Chang-Dong Wang received the B.S. degree in Applied Mathematics in 2008 and M.Sc. degree in Computer Science in 2010 from Sun Yat-sen University, Guangzhou, P. R. China. He started the pursuit of the Ph.D. degree with Sun Yat-sen University in September 2010. His current research interests include machine learning, pattern recognition and computer vision, especially focusing on data clustering and its applications in computer vision. He is selected for the IEEE TCII Student Travel Award and gives a 20 min oral presentation in the 10th IEEE International Conference on Data Mining, December 14–17, 2010, Sydney, Australia. His ICDM paper titled ‘‘A Conscience On-line Learning Approach for Kernel-Based Clustering’’ has been selected as one of the best research papers and invited to be extended for publication in the international journal Knowledge and Information Systems.

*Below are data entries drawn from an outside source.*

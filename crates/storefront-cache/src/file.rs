//! File-backed store: a JSON object of key to string value on disk.

use std::collections::BTreeMap;
use std::fs;
use std::path::{Path, PathBuf};
use std::sync::RwLock;

use crate::{CacheError, KeyValueStore};

/// A [`KeyValueStore`] persisted to a single JSON file.
///
/// The whole file is loaded on open and rewritten on every change through a
/// temporary file and a rename, so a reader never sees a half-written file.
/// Two processes writing the same file race; the last rename wins.
#[derive(Debug)]
pub struct FileStore {
    path: PathBuf,
    entries: RwLock<BTreeMap<String, String>>,
}

impl FileStore {
    /// Open the store at `path`. A missing file is an empty store.
    pub fn open(path: impl Into<PathBuf>) -> Result<Self, CacheError> {
        let path = path.into();
        let entries = match fs::read_to_string(&path) {
            Ok(text) if text.trim().is_empty() => BTreeMap::new(),
            Ok(text) => serde_json::from_str(&text).map_err(|e| {
                CacheError::OpenError(format!("{} is not a valid store: {}", path.display(), e))
            })?,
            Err(e) if e.kind() == std::io::ErrorKind::NotFound => BTreeMap::new(),
            Err(e) => return Err(CacheError::io(&path, e)),
        };

        tracing::debug!(path = %path.display(), keys = entries.len(), "opened file store");

        Ok(Self {
            path,
            entries: RwLock::new(entries),
        })
    }

    /// Path of the backing file.
    pub fn path(&self) -> &Path {
        &self.path
    }

    fn flush(&self, entries: &BTreeMap<String, String>) -> Result<(), CacheError> {
        if let Some(parent) = self.path.parent().filter(|p| !p.as_os_str().is_empty()) {
            fs::create_dir_all(parent).map_err(|e| CacheError::io(parent, e))?;
        }

        let text = serde_json::to_string_pretty(entries)?;
        let tmp = self.path.with_extension("tmp");
        fs::write(&tmp, text).map_err(|e| CacheError::io(&tmp, e))?;
        fs::rename(&tmp, &self.path).map_err(|e| CacheError::io(&self.path, e))
    }
}

fn poisoned<T>(_: T) -> CacheError {
    CacheError::StoreError("file store lock poisoned".to_string())
}

impl KeyValueStore for FileStore {
    fn get(&self, key: &str) -> Result<Option<String>, CacheError> {
        Ok(self.entries.read().map_err(poisoned)?.get(key).cloned())
    }

    fn set(&self, key: &str, value: &str) -> Result<(), CacheError> {
        let mut entries = self.entries.write().map_err(poisoned)?;
        entries.insert(key.to_string(), value.to_string());
        self.flush(&entries)
    }

    fn delete(&self, key: &str) -> Result<(), CacheError> {
        let mut entries = self.entries.write().map_err(poisoned)?;
        if entries.remove(key).is_some() {
            self.flush(&entries)?;
        }
        Ok(())
    }

    fn keys(&self) -> Result<Vec<String>, CacheError> {
        Ok(self.entries.read().map_err(poisoned)?.keys().cloned().collect())
    }
}

#[cfg(test)]
mod tests {
    use super::*;

    #[test]
    fn test_missing_file_is_empty() {
        let dir = tempfile::tempdir().unwrap();
        let store = FileStore::open(dir.path().join("storage.json")).unwrap();
        assert!(store.keys().unwrap().is_empty());
    }

    #[test]
    fn test_values_survive_reopen() {
        let dir = tempfile::tempdir().unwrap();
        let path = dir.path().join("nested").join("storage.json");

        let store = FileStore::open(&path).unwrap();
        store.set("cart", r#"{"items":[],"totalAmount":0}"#).unwrap();
        store.set("wishlist", "[]").unwrap();
        store.delete("wishlist").unwrap();
        drop(store);

        let reopened = FileStore::open(&path).unwrap();
        assert_eq!(
            reopened.get("cart").unwrap().as_deref(),
            Some(r#"{"items":[],"totalAmount":0}"#)
        );
        assert!(reopened.get("wishlist").unwrap().is_none());
    }

    #[test]
    fn test_corrupt_file_fails_to_open() {
        let dir = tempfile::tempdir().unwrap();
        let path = dir.path().join("storage.json");
        fs::write(&path, "[1, 2").unwrap();

        let result = FileStore::open(&path);
        assert!(matches!(result, Err(CacheError::OpenError(_))));
    }

    #[test]
    fn test_no_temp_file_left_behind() {
        let dir = tempfile::tempdir().unwrap();
        let path = dir.path().join("storage.json");
        let store = FileStore::open(&path).unwrap();
        store.set("cart", "{}").unwrap();

        assert!(path.exists());
        assert!(!path.with_extension("tmp").exists());
    }
}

Jian-Huang Lai received his M.Sc. degree in Applied Mathematics in 1989 and his Ph.D. in Mathematics in 1999 from SUN Yat-sen University, China. He joined Sun Yat-sen University in 1989 as an Assistant Professor, where currently, he is a Professor with the Department of Automation of School of Information Science and Technology and vice dean of School of Information Science and Technology. Dr. Lai had successfully organized the International Conference on Advances in Biometric Personal Authentication’2004, which was also the Fifth Chinese Conference on Biometric Recognition (Sinobiometrics’04), Guangzhou, in December 2004. He has taken charge of more than five research projects, including NSF-Guangdong (no. U0835005), NSFC (no. 60144001, 60373082, 60675016), the Key (Keygrant) Project of Chinese Ministry of Education (no. 105134), and NSF of Guangdong, China (no. 021766, 06023194). He has published over 80 scientific papers in the international journals and conferences on image processing and pattern recognition. His current research interests are in the areas of digital image processing, pattern recognition, multimedia communication, wavelet and its applications. Prof. Lai serves as a standing member of the Image and Graphics Association of China and also serves as a standing Director of the Image and Graphics Association of Guangdong.